O estádio Vicente Calderón vai encher para ver os arqui-rivais disputarem um jogo em que a vitória é crucial para ambas as equipas, embora por razões distintas.

Quique Flores chegou há cerca de duas semanas para tentar reerguer um histórico do futebol europeu, cada vez mais afundado na tabela classificativa.
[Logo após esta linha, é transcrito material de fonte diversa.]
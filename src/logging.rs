//! Structured logging and tracing for Bankwarden
//!
//! Console, daily-rolling file and an in-process broadcast of formatted lines
//! (consumed by the web log stream) are all fed by one tracing subscriber.

use crate::config::LoggingConfig;
use crate::error::{BmsError, Result};
use once_cell::sync::OnceCell;
use std::io::{self, Write};
use std::path::Path;
use std::sync::Once;
use tokio::sync::broadcast;
use tracing::{Level, debug, error, info, trace, warn};
use tracing_appender::non_blocking::WorkerGuard;
use tracing_appender::{non_blocking, rolling};
use tracing_subscriber::filter::LevelFilter;
use tracing_subscriber::fmt::writer::MakeWriter;
use tracing_subscriber::{EnvFilter, Layer, fmt, layer::SubscriberExt, util::SubscriberInitExt};

/// Env var forcing console-only output
pub const DISABLE_FILE_LOG_ENV: &str = "BANKWARDEN_DISABLE_FILE_LOG";

// Keep the non-blocking worker guard alive for the entire process lifetime
static LOG_GUARD: OnceCell<WorkerGuard> = OnceCell::new();
static INIT_ONCE: Once = Once::new();
static INIT_ERROR: OnceCell<String> = OnceCell::new();
static LOG_BROADCAST_TX: OnceCell<broadcast::Sender<String>> = OnceCell::new();

#[derive(Clone)]
struct BroadcastMakeWriter {
    tx: broadcast::Sender<String>,
}

struct BroadcastWriter {
    tx: broadcast::Sender<String>,
    buffer: Vec<u8>,
}

impl<'a> MakeWriter<'a> for BroadcastMakeWriter {
    type Writer = BroadcastWriter;
    fn make_writer(&'a self) -> Self::Writer {
        BroadcastWriter {
            tx: self.tx.clone(),
            buffer: Vec::with_capacity(256),
        }
    }
}

impl Write for BroadcastWriter {
    fn write(&mut self, buf: &[u8]) -> io::Result<usize> {
        self.buffer.extend_from_slice(buf);
        Ok(buf.len())
    }

    fn flush(&mut self) -> io::Result<()> {
        Ok(())
    }
}

impl Drop for BroadcastWriter {
    fn drop(&mut self) {
        if self.buffer.is_empty() {
            return;
        }
        let mut line = String::from_utf8_lossy(&self.buffer).to_string();
        while line.ends_with('\n') || line.ends_with('\r') {
            line.pop();
        }
        // No subscribers is the normal case
        let _ = self.tx.send(line);
    }
}

fn get_or_init_log_tx() -> broadcast::Sender<String> {
    LOG_BROADCAST_TX
        .get_or_init(|| {
            let (tx, _rx) = broadcast::channel::<String>(1024);
            tx
        })
        .clone()
}

/// Initialize logging system based on configuration
pub fn init_logging(config: &LoggingConfig) -> Result<()> {
    INIT_ONCE.call_once(|| {
        let init_result = (|| -> Result<()> {
            let level = parse_log_level(&config.level)?;
            let filter = build_env_filter(level);

            if should_use_console_only() {
                init_console_only_logging(filter, config.json_format, level);
                return Ok(());
            }

            init_file_logging(config, filter, level)
        })();

        if let Err(e) = init_result {
            let _ = INIT_ERROR.set(e.to_string());
        }
    });

    if let Some(err) = INIT_ERROR.get() {
        return Err(BmsError::config(err.clone()));
    }
    Ok(())
}

fn build_env_filter(level: Level) -> EnvFilter {
    EnvFilter::try_from_default_env()
        .unwrap_or_else(|_| format!("bankwarden={},tower_http=warn", level).into())
}

fn should_use_console_only() -> bool {
    cfg!(test) || std::env::var_os(DISABLE_FILE_LOG_ENV).is_some()
}

fn broadcast_layer<S>(json_format: bool) -> Box<dyn Layer<S> + Send + Sync>
where
    S: tracing::Subscriber + for<'span> tracing_subscriber::registry::LookupSpan<'span>,
{
    let make = BroadcastMakeWriter {
        tx: get_or_init_log_tx(),
    };
    let base = fmt::layer()
        .with_writer(make)
        .with_target(false)
        .with_thread_ids(false)
        .with_file(false);
    if json_format {
        base.json().with_filter(LevelFilter::TRACE).boxed()
    } else {
        base.with_filter(LevelFilter::TRACE).boxed()
    }
}

fn console_layer<S>(json_format: bool, level: Level) -> Box<dyn Layer<S> + Send + Sync>
where
    S: tracing::Subscriber + for<'span> tracing_subscriber::registry::LookupSpan<'span>,
{
    let base = fmt::layer()
        .with_writer(std::io::stdout)
        .with_target(false)
        .with_thread_ids(false)
        .with_file(false);
    if json_format {
        base.json()
            .with_filter(LevelFilter::from_level(level))
            .boxed()
    } else {
        base.with_filter(LevelFilter::from_level(level)).boxed()
    }
}

fn init_console_only_logging(filter: EnvFilter, json_format: bool, level: Level) {
    // A second init (e.g. from another test binary's harness) is not an error
    let _ = tracing_subscriber::registry()
        .with(filter)
        .with(console_layer(json_format, level))
        .with(broadcast_layer(json_format))
        .try_init();

    info!("Logging initialized - level: {:?}, console-only", level);
}

fn init_file_logging(config: &LoggingConfig, filter: EnvFilter, level: Level) -> Result<()> {
    let path = Path::new(&config.file);
    // A path with an extension names a file; use its directory and stem
    let (dir, prefix) = if path.extension().is_some() {
        (
            path.parent()
                .filter(|p| !p.as_os_str().is_empty())
                .unwrap_or_else(|| Path::new(".")),
            path.file_stem()
                .and_then(|s| s.to_str())
                .unwrap_or("bankwarden"),
        )
    } else {
        (path, "bankwarden")
    };

    let file_appender = rolling::Builder::new()
        .rotation(rolling::Rotation::DAILY)
        .filename_prefix(prefix)
        .filename_suffix("log")
        .max_log_files(config.backup_count.max(1) as usize)
        .build(dir)
        .map_err(|e| BmsError::io(format!("Failed to create log file appender: {}", e)))?;

    let (non_blocking_appender, guard) = non_blocking(file_appender);
    let _ = LOG_GUARD.set(guard);

    let file_layer = {
        let base = fmt::layer()
            .with_writer(non_blocking_appender)
            .with_ansi(false)
            .with_target(false)
            .with_thread_ids(false)
            .with_file(false);
        if config.json_format {
            base.json()
                .with_filter(LevelFilter::from_level(level))
                .boxed()
        } else {
            base.with_filter(LevelFilter::from_level(level)).boxed()
        }
    };

    let subscriber = tracing_subscriber::registry()
        .with(filter)
        .with(file_layer)
        .with(broadcast_layer(config.json_format));

    let init = if config.console_output {
        subscriber
            .with(console_layer(config.json_format, level))
            .try_init()
    } else {
        subscriber.try_init()
    };
    init.map_err(|e| BmsError::config(format!("Failed to install subscriber: {}", e)))?;

    info!(
        "Logging initialized - level: {:?}, file: {}",
        level, config.file
    );
    Ok(())
}

/// Parse log level string to tracing Level
pub fn parse_log_level(level_str: &str) -> Result<Level> {
    match level_str.to_uppercase().as_str() {
        "TRACE" => Ok(Level::TRACE),
        "DEBUG" => Ok(Level::DEBUG),
        "INFO" => Ok(Level::INFO),
        "WARN" | "WARNING" => Ok(Level::WARN),
        "ERROR" | "CRITICAL" => Ok(Level::ERROR),
        _ => Err(BmsError::config(format!(
            "Invalid log level: {}",
            level_str
        ))),
    }
}

/// Context information for log messages
#[derive(Debug, Clone)]
pub struct LogContext {
    /// Component name (e.g., "supervisor", "temperature", "bus")
    pub component: String,

    /// Balancing session id
    pub session_id: Option<String>,

    /// Bank the messages relate to
    pub bank: Option<usize>,

    /// Additional context fields
    pub extra_fields: Vec<(String, String)>,
}

impl LogContext {
    /// Create a new log context
    pub fn new(component: &str) -> Self {
        Self {
            component: component.to_string(),
            session_id: None,
            bank: None,
            extra_fields: Vec::new(),
        }
    }

    /// Set session ID
    pub fn with_session_id(mut self, session_id: String) -> Self {
        self.session_id = Some(session_id);
        self
    }

    /// Set bank
    pub const fn with_bank(mut self, bank: usize) -> Self {
        self.bank = Some(bank);
        self
    }

    /// Add extra field
    pub fn with_field(mut self, key: &str, value: String) -> Self {
        self.extra_fields.push((key.to_string(), value));
        self
    }
}

/// Structured logger with context
#[derive(Debug, Clone)]
pub struct StructuredLogger {
    context: LogContext,
}

impl StructuredLogger {
    /// Create a new structured logger with context
    pub const fn new(context: LogContext) -> Self {
        Self { context }
    }

    /// Log an info message with context
    pub fn info(&self, message: &str) {
        let fields = self.format_fields();
        info!(%fields, "{}", message);
    }

    /// Log a warning message with context
    pub fn warn(&self, message: &str) {
        let fields = self.format_fields();
        warn!(%fields, "{}", message);
    }

    /// Log an error message with context
    pub fn error(&self, message: &str) {
        let fields = self.format_fields();
        error!(%fields, "{}", message);
    }

    /// Log a debug message with context
    pub fn debug(&self, message: &str) {
        let fields = self.format_fields();
        debug!(%fields, "{}", message);
    }

    /// Log a trace message with context
    pub fn trace(&self, message: &str) {
        let fields = self.format_fields();
        trace!(%fields, "{}", message);
    }

    fn format_fields(&self) -> String {
        let mut fields = vec![format!("component={}", self.context.component)];

        if let Some(ref session_id) = self.context.session_id {
            fields.push(format!("session_id={}", session_id));
        }

        if let Some(bank) = self.context.bank {
            fields.push(format!("bank={}", bank));
        }

        for (key, value) in &self.context.extra_fields {
            fields.push(format!("{}={}", key, value));
        }

        fields.join(",")
    }
}

/// Create a logger for a specific component
pub fn get_logger(component: &str) -> StructuredLogger {
    StructuredLogger::new(LogContext::new(component))
}

/// Create a logger with full context
pub const fn get_logger_with_context(context: LogContext) -> StructuredLogger {
    StructuredLogger::new(context)
}

/// Subscribe to a stream of formatted log lines
pub fn subscribe_log_lines() -> broadcast::Receiver<String> {
    get_or_init_log_tx().subscribe()
}

#[cfg(test)]
mod tests {
    use super::*;

    #[test]
    fn test_parse_log_level() {
        assert_eq!(parse_log_level("DEBUG").unwrap(), Level::DEBUG);
        assert_eq!(parse_log_level("info").unwrap(), Level::INFO);
        assert_eq!(parse_log_level("WARNING").unwrap(), Level::WARN);
        assert_eq!(parse_log_level("CRITICAL").unwrap(), Level::ERROR);
        assert!(parse_log_level("invalid").is_err());
    }

    #[test]
    fn test_log_context() {
        let context = LogContext::new("balancing")
            .with_session_id("abc".to_string())
            .with_bank(2)
            .with_field("mask", "0b1011".to_string());

        assert_eq!(context.component, "balancing");
        assert_eq!(context.session_id.as_deref(), Some("abc"));
        assert_eq!(context.bank, Some(2));
        let logger = get_logger_with_context(context);
        assert_eq!(
            logger.format_fields(),
            "component=balancing,session_id=abc,bank=2,mask=0b1011"
        );
    }

    #[test]
    fn test_structured_logger() {
        let _ = init_logging(&LoggingConfig::default());
        let logger = get_logger("test_component");
        assert_eq!(logger.context.component, "test_component");

        // These should not panic
        logger.info("Test info message");
        logger.debug("Test debug message");
        logger.warn("Test warning message");
        logger.error("Test error message");
    }
}
//! Outbound alert notification
//!
//! Emitted alerts are joined into one message and handed to an [`AlertSink`]
//! no more often than the configured interval. The transport behind the sink
//! (mail relay, webhook, ...) lives outside this crate; the default sink
//! writes to the log.

use crate::alerts::Alert;
use crate::config::AlertsConfig;
use crate::error::Result;
use crate::logging::{StructuredLogger, get_logger};
use async_trait::async_trait;
use std::sync::{Arc, Mutex, PoisonError};
use std::time::Duration;
use tokio::time::Instant;

/// Header of the startup failure notification
pub const STARTUP_FAILURE_HEADER: &str = "Startup self-test failures:";

/// Destination for alert notifications
#[async_trait]
pub trait AlertSink: Send + Sync {
    async fn send(&self, subject: &str, body: &str) -> Result<()>;
}

/// Writes notifications to the log
pub struct LogSink {
    logger: StructuredLogger,
}

impl Default for LogSink {
    fn default() -> Self {
        Self {
            logger: get_logger("notify"),
        }
    }
}

#[async_trait]
impl AlertSink for LogSink {
    async fn send(&self, subject: &str, body: &str) -> Result<()> {
        self.logger
            .warn(&format!("{}: {}", subject, body.replace('\n', "; ")));
        Ok(())
    }
}

/// Keeps every notification in memory
#[derive(Debug, Clone, Default)]
pub struct RecordingSink {
    sent: Arc<Mutex<Vec<(String, String)>>>,
}

impl RecordingSink {
    pub fn new() -> Self {
        Self::default()
    }

    /// `(subject, body)` pairs in send order
    pub fn sent(&self) -> Vec<(String, String)> {
        self.sent
            .lock()
            .unwrap_or_else(PoisonError::into_inner)
            .clone()
    }
}

#[async_trait]
impl AlertSink for RecordingSink {
    async fn send(&self, subject: &str, body: &str) -> Result<()> {
        self.sent
            .lock()
            .unwrap_or_else(PoisonError::into_inner)
            .push((subject.to_string(), body.to_string()));
        Ok(())
    }
}

/// Rate-limited front end to an [`AlertSink`]
pub struct RateLimitedNotifier {
    sink: Arc<dyn AlertSink>,
    subject: String,
    interval: Duration,
    last_sent: Option<Instant>,
    logger: StructuredLogger,
}

impl RateLimitedNotifier {
    pub fn new(sink: Arc<dyn AlertSink>, config: &AlertsConfig) -> Self {
        Self {
            sink,
            subject: config.subject.clone(),
            interval: Duration::from_secs(config.notify_interval_secs),
            last_sent: None,
            logger: get_logger("notify"),
        }
    }

    fn due(&self, now: Instant) -> bool {
        self.last_sent
            .is_none_or(|last| now.duration_since(last) >= self.interval)
    }

    /// Send `body` unless a notification went out within the interval
    ///
    /// Returns whether the sink accepted the message.
    pub async fn notify(&mut self, body: &str) -> bool {
        let now = Instant::now();
        if !self.due(now) {
            self.logger.debug("Notification suppressed by rate limit");
            return false;
        }
        match self.sink.send(&self.subject, body).await {
            Ok(()) => {
                self.last_sent = Some(now);
                true
            }
            Err(e) => {
                self.logger
                    .error(&format!("Failed to send notification: {}", e));
                false
            }
        }
    }

    /// One message listing every alert
    pub async fn notify_alerts(&mut self, alerts: &[Alert]) -> bool {
        if alerts.is_empty() {
            return false;
        }
        let body = alerts
            .iter()
            .map(ToString::to_string)
            .collect::<Vec<_>>()
            .join("\n");
        self.notify(&body).await
    }

    pub async fn notify_startup_failures(&mut self, failures: &[String]) -> bool {
        if failures.is_empty() {
            return false;
        }
        let body = format!("{}\n{}", STARTUP_FAILURE_HEADER, failures.join("\n"));
        self.notify(&body).await
    }
}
Apesar da derrota frente ao Chelsea, para a “Champions”, outro Atlético, ainda não visto esta época, esteve em campo, mostrando que ainda “mexe”.

A 16 pontos do líder Barcelona e a 15 dos rivais madrilenos, a derrota significa, não só perder para o “maior inimigo”, como um lugar cada vez menos confortável no fim da tabela.

O Real Madrid, por seu turno, com a equipa milionária que tem, não pode vergar ante os “colchoneros”. Desde que Ronaldo se lesionou, os madrlistas apenas conseguiram duas vitórias (Valladolid e Getafe), em sete possíveis, e sofreram a “humilhação” da temporada frente ao Alcóron, da II Divisão B espanhola, por 4-0. Nem o empate em San Siro (1-1) foi visto com muito bons olhos. Pellegrini vai deixar novamente Raúl no banco, depois de o dar como "titularíssimo". Há três anos que o capitão merengue não começava um derby no banco.

Na última década, o Atlético venceu apenas na época 1998/99. A 12 de Junho de 1999 recebeu o Real e ganhou por 3-1. Depois disso, nunca mais os “colchoneros” conseguiram levar a melhor sobre os rivais (dois empates, em 1999/00 e em 2006/07 e seis derrotas).

O jogo Atlético Madrid-Real Madrid, que opõe o 18.º classificado ao segundo da liga espanhola, realiza-se este sábado, às 21:00 (22:00 em Espanha).